In September 2025, Nicole Brachetti Peretti, the Founder of NJF Holdings, wrote an opinion piece for City A.M outlining how women’s sports leagues represent a new investment frontier following years of being dismissed as offering little or no financial return. The commercial gap between men and women’s sport is closing rapidly after experiencing an unprecedented level of commercial growth, with record breaking crowds and rising broadcast deals. However, despite growing revenues, women’s sport still represents less that 2% of the $75bn US sports market – presenting a significant growth opportunity for patient capital.
The Opportunity
Nicole highlights that younger audiences are viewing and engaging with sport differently, following athletes stories and personalities over what can be deemed traditional hierarchies.

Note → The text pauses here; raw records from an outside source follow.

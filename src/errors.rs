use axum::{http::StatusCode, Json};
use serde_json::json;

#[derive(Debug, thiserror::Error)]
pub enum StoreError {
    #[error("store unavailable: {0}")]
    Unavailable(String),
    #[error("stored data is corrupt: {0}")]
    Corrupt(String),
    #[error("transport failure: {0}")]
    Transport(String),
}

impl From<std::io::Error> for StoreError {
    fn from(err: std::io::Error) -> Self {
        Self::Unavailable(err.to_string())
    }
}

impl From<serde_json::Error> for StoreError {
    fn from(err: serde_json::Error) -> Self {
        Self::Corrupt(err.to_string())
    }
}

impl From<reqwest::Error> for StoreError {
    fn from(err: reqwest::Error) -> Self {
        Self::Transport(err.to_string())
    }
}

#[derive(Debug)]
pub struct AppError {
    pub status: StatusCode,
    pub message: String,
}

impl AppError {
    pub fn method_not_allowed() -> Self {
        Self {
            status: StatusCode::METHOD_NOT_ALLOWED,
            message: "Method not allowed".to_string(),
        }
    }

    pub fn internal(err: impl std::error::Error) -> Self {
        Self {
            status: StatusCode::INTERNAL_SERVER_ERROR,
            message: err.to_string(),
        }
    }
}

impl From<StoreError> for AppError {
    fn from(err: StoreError) -> Self {
        Self::internal(err)
    }
}

impl axum::response::IntoResponse for AppError {
    fn into_response(self) -> axum::response::Response {
        (self.status, Json(json!({ "error": self.message }))).into_response()
    }
}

The audience foundation has been established with around 18% of US adults now following women’s sport, almost 3/4 of whom watch more than six leagues. Social media’s global reach also means that sponsors are seeking access to this fast-growing audience, with media coverage of women’s sport almost tripling since 2019.
The Innovation Advantage
Nicole outlines that Women’s sport has the distinct advantage of not being held back by legacy systems. This means that the sector can build from scratch, leveraging modern formats, flexible scheduling and consumer focused models including, dynamic ticket pricing, personalised content and direct-to-consumer subscriptions. There are examples of this across the globe, for example, in the 2023–24 season Italy’s women’s volleyball league (LVF) attracted 10.6m TV viewers – an 83 per cent rise in two years – with 215m digital video views and 517,000 in-venue spectators. Moreover, the NCAA women’s basketball’s interactive “Megacast” demonstrates the commercial potential when innovation meets audience demand.
The Investment Case
“The next decade”, Nicole writes, “will decide whether women’s leagues become mainstream global properties or remain underexploited.” She notes that the fundamentals favour growth but it is not a quick trade. Nicole calls for patient capital willing to invest in infrastructure, youth systems, coaching, and governance over years. Investors who move early and stay the course will help define the next era of global sport, and benefit substantially when women’s leagues become mainstream.